医者になって4年目、まだ未熟者。だけど、手術の経験で言えば、中堅の医者よりも遥かに上だと自負できる。
そのおかげで今ではちょっとした有名人のような扱いをされ、患者さんからの指名があってこっちはホステスではない。と、言ってやりたい。
それはさておき、朝の検診の前に彼女の病室に行くのが日課となっている。
意識をなくして、階段から転げ落ちたと聞いている。目に見える変化があると思ったが、特にそのような点はない。
体温も正確ではないにしろ、平熱に近かった。
目に見えない変化ほど怖いものはない。
患者の変化は、看護士に聞くよりも、自分で見るほうが確実で見逃しが少ない。
外来の外科の一室。
大学病院のように大きくないにしろ、大型から中型の間ぐらいの規模の病院であるために、患者が途切れることが少ない。

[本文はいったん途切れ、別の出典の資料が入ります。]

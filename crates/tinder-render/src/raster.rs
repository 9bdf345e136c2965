//! CPU rasterizer for display lists
//!
//! Frames are in logical units; the output image is in physical pixels
//! (`viewport.dpr` per unit). Coverage is sampled at pixel centers and
//! colors are blended source-over.

use crate::frame::{DrawCommand, Frame};
use image::{Rgba, RgbaImage};
use std::path::Path;
use tinder_core::{Color, Rect, Result, TinderError, Vec2};

/// Rasterize `frame` into a new image at its physical size
pub fn rasterize(frame: &Frame) -> RgbaImage {
    let (w, h) = frame.viewport.physical_size();
    let mut image = RgbaImage::new(w.max(1), h.max(1));
    rasterize_into(frame, &mut image);
    image
}

/// Rasterize into an existing image, reusing its allocation
pub fn rasterize_into(frame: &Frame, image: &mut RgbaImage) {
    let mut canvas = Canvas {
        image,
        scale: frame.viewport.dpr,
    };
    for item in frame.items() {
        match &item.command {
            DrawCommand::Clear(color) => canvas.clear(*color),
            DrawCommand::Gradient { rect, top, bottom } => canvas.gradient(rect, top, bottom),
            DrawCommand::FillRect { rect, color } => canvas.fill_rect(rect, *color),
            DrawCommand::FillPolygon { points, color } => canvas.fill_polygon(points, *color),
            DrawCommand::FillEllipse {
                center,
                radii,
                color,
            } => canvas.fill_ellipse(*center, *radii, *color),
        }
    }
}

/// Encode an image as PNG at `path`
pub fn save_png(image: &RgbaImage, path: impl AsRef<Path>) -> Result<()> {
    let path = path.as_ref();
    image
        .save_with_format(path, image::ImageFormat::Png)
        .map_err(|e| TinderError::Render(format!("Failed to save {}: {}", path.display(), e)))?;
    tracing::info!("wrote {}x{} screenshot to {}", image.width(), image.height(), path.display());
    Ok(())
}

struct Canvas<'a> {
    image: &'a mut RgbaImage,
    scale: f32,
}

impl Canvas<'_> {
    fn clear(&mut self, color: Color) {
        let px = Rgba(color.to_rgba8());
        for p in self.image.pixels_mut() {
            *p = px;
        }
    }

    /// Pixel range `[start, end)` covering logical `[lo, hi)` along an axis
    fn span(&self, lo: f32, hi: f32, limit: u32) -> (u32, u32) {
        let start = (lo * self.scale).round().clamp(0.0, limit as f32) as u32;
        let end = (hi * self.scale).round().clamp(0.0, limit as f32) as u32;
        (start, end)
    }

    fn fill_rect(&mut self, rect: &Rect, color: Color) {
        if color.a <= 0.0 {
            return;
        }
        let (x0, x1) = self.span(rect.x, rect.right(), self.image.width());
        let (y0, y1) = self.span(rect.y, rect.bottom(), self.image.height());
        for y in y0..y1 {
            for x in x0..x1 {
                self.blend(x, y, color);
            }
        }
    }

    fn gradient(&mut self, rect: &Rect, top: &Color, bottom: &Color) {
        let (x0, x1) = self.span(rect.x, rect.right(), self.image.width());
        let (y0, y1) = self.span(rect.y, rect.bottom(), self.image.height());
        let rows = (y1 - y0).max(1) as f32;
        for y in y0..y1 {
            let t = (y - y0) as f32 / rows;
            let color = top.lerp(bottom, t);
            for x in x0..x1 {
                self.blend(x, y, color);
            }
        }
    }

    /// Even-odd scanline fill
    fn fill_polygon(&mut self, points: &[Vec2], color: Color) {
        if points.len() < 3 || color.a <= 0.0 {
            return;
        }
        let s = self.scale;
        let min_y = points.iter().map(|p| p.y).fold(f32::MAX, f32::min);
        let max_y = points.iter().map(|p| p.y).fold(f32::MIN, f32::max);
        let (y0, y1) = self.span(min_y, max_y, self.image.height());
        let width = self.image.width();

        let mut crossings = Vec::with_capacity(8);
        for py in y0..y1 {
            let sy = (py as f32 + 0.5) / s;
            crossings.clear();
            for (i, a) in points.iter().enumerate() {
                let b = &points[(i + 1) % points.len()];
                if (a.y <= sy) != (b.y <= sy) {
                    let t = (sy - a.y) / (b.y - a.y);
                    crossings.push(a.x + t * (b.x - a.x));
                }
            }
            crossings.sort_by(|a, b| a.total_cmp(b));
            for pair in crossings.chunks_exact(2) {
                let (x0, x1) = self.span(pair[0], pair[1], width);
                for px in x0..x1 {
                    self.blend(px, py, color);
                }
            }
        }
    }

    fn fill_ellipse(&mut self, center: Vec2, radii: Vec2, color: Color) {
        if radii.x <= 0.0 || radii.y <= 0.0 || color.a <= 0.0 {
            return;
        }
        let s = self.scale;
        let (x0, x1) = self.span(center.x - radii.x, center.x + radii.x, self.image.width());
        let (y0, y1) = self.span(center.y - radii.y, center.y + radii.y, self.image.height());
        for py in y0..y1 {
            let dy = ((py as f32 + 0.5) / s - center.y) / radii.y;
            for px in x0..x1 {
                let dx = ((px as f32 + 0.5) / s - center.x) / radii.x;
                if dx * dx + dy * dy <= 1.0 {
                    self.blend(px, py, color);
                }
            }
        }
    }

    fn blend(&mut self, x: u32, y: u32, color: Color) {
        let dst = self.image.get_pixel_mut(x, y);
        let a = color.a.clamp(0.0, 1.0);
        if a >= 1.0 {
            *dst = Rgba(color.to_rgba8());
            return;
        }
        let src = [color.r, color.g, color.b];
        for (c, s) in dst.0.iter_mut().take(3).zip(src) {
            let d = *c as f32 / 255.0;
            *c = ((s * a + d * (1.0 - a)).clamp(0.0, 1.0) * 255.0).round() as u8;
        }
        let da = dst.0[3] as f32 / 255.0;
        dst.0[3] = ((a + da * (1.0 - a)).clamp(0.0, 1.0) * 255.0).round() as u8;
    }
}

#[cfg(test)]
mod tests {
    use super::*;
    use crate::frame::Layer;
    use tinder_core::Viewport;

    fn frame(w: f32, h: f32, dpr: f32) -> Frame {
        Frame::new(Viewport::new(w, h, dpr))
    }

    #[test]
    fn test_image_is_physical_size() {
        let img = rasterize(&frame(100.0, 50.0, 2.0));
        assert_eq!(img.dimensions(), (200, 100));
    }

    #[test]
    fn test_rect_fill_and_clip() {
        let mut f = frame(10.0, 10.0, 1.0);
        f.push(Layer::Background, DrawCommand::Clear(Color::BLACK));
        f.fill_rect(Layer::Player, Rect::new(8.0, 8.0, 5.0, 5.0), Color::WHITE);
        let img = rasterize(&f);
        assert_eq!(img.get_pixel(9, 9).0, [255, 255, 255, 255]);
        assert_eq!(img.get_pixel(7, 7).0, [0, 0, 0, 255]);
    }

    #[test]
    fn test_alpha_blend() {
        let mut f = frame(4.0, 4.0, 1.0);
        f.push(Layer::Background, DrawCommand::Clear(Color::BLACK));
        f.fill_rect(
            Layer::Player,
            Rect::new(0.0, 0.0, 4.0, 4.0),
            Color::WHITE.with_alpha(0.5),
        );
        let px = rasterize(&f).get_pixel(1, 1).0;
        assert!((127..=128).contains(&px[0]));
        assert_eq!(px[3], 255);
    }

    #[test]
    fn test_gradient_runs_top_to_bottom() {
        let mut f = frame(2.0, 10.0, 1.0);
        f.push(
            Layer::Background,
            DrawCommand::Gradient {
                rect: Rect::new(0.0, 0.0, 2.0, 10.0),
                top: Color::BLACK,
                bottom: Color::WHITE,
            },
        );
        let img = rasterize(&f);
        assert_eq!(img.get_pixel(0, 0).0[0], 0);
        assert!(img.get_pixel(0, 9).0[0] > 200);
    }

    #[test]
    fn test_triangle_fill() {
        let mut f = frame(10.0, 10.0, 1.0);
        f.push(Layer::Background, DrawCommand::Clear(Color::BLACK));
        f.fill_polygon(
            Layer::Background,
            vec![
                Vec2::new(0.0, 0.0),
                Vec2::new(10.0, 0.0),
                Vec2::new(0.0, 10.0),
            ],
            Color::WHITE,
        );
        let img = rasterize(&f);
        assert_eq!(img.get_pixel(1, 1).0[0], 255);
        assert_eq!(img.get_pixel(8, 8).0[0], 0);
    }

    #[test]
    fn test_ellipse_fill() {
        let mut f = frame(20.0, 20.0, 1.0);
        f.push(Layer::Background, DrawCommand::Clear(Color::BLACK));
        f.fill_ellipse(
            Layer::Collectibles,
            Vec2::new(10.0, 10.0),
            Vec2::new(5.0, 5.0),
            Color::WHITE,
        );
        let img = rasterize(&f);
        assert_eq!(img.get_pixel(10, 10).0[0], 255);
        assert_eq!(img.get_pixel(5, 5).0[0], 0);
        assert_eq!(img.get_pixel(1, 1).0[0], 0);
    }

    #[test]
    fn test_save_png() {
        let dir = tempfile::tempdir().unwrap();
        let path = dir.path().join("shot.png");
        let img = rasterize(&frame(8.0, 8.0, 1.0));
        save_png(&img, &path).unwrap();
        let loaded = image::open(&path).unwrap();
        assert_eq!(loaded.width(), 8);
    }
}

まだ新米のわたしは、外来業務をこなしつつ、受け持っている患者のことを考えている。
「タバコ吸いてぇ……」
周りに聞こえない程度に叫んだのに、しっかりと看護士には聞こえていたようで、仕事しろよ。っと睨んできやがる。
「あの先生、ちょっといいですか」
「なんだよ。ちくしょう」
ちょっと不機嫌そうに言えば、さっさと言って消えてくれるだろう。
「411の立花さんなんですけど、37度5分と少し微熱があるんですけど、どうしますか?」
「検温時間は?」
「15時に優香ちゃんの検温と同じに測ったんですけど」
時計を見ると、検温から15分ほど経っていた。
「あんがと。こっちで処方しておく」
「わかりました」と看護士が引き下がっていく。
ちょっと気になるな。
外来の交代が17時。それから、ちょっと顔出してみるか。
マウスで次の患者のカルテを呼び出し、看護士が患者を呼びにいく。
頭の隅に幸菜のことを留め、外来の患者を診察していった。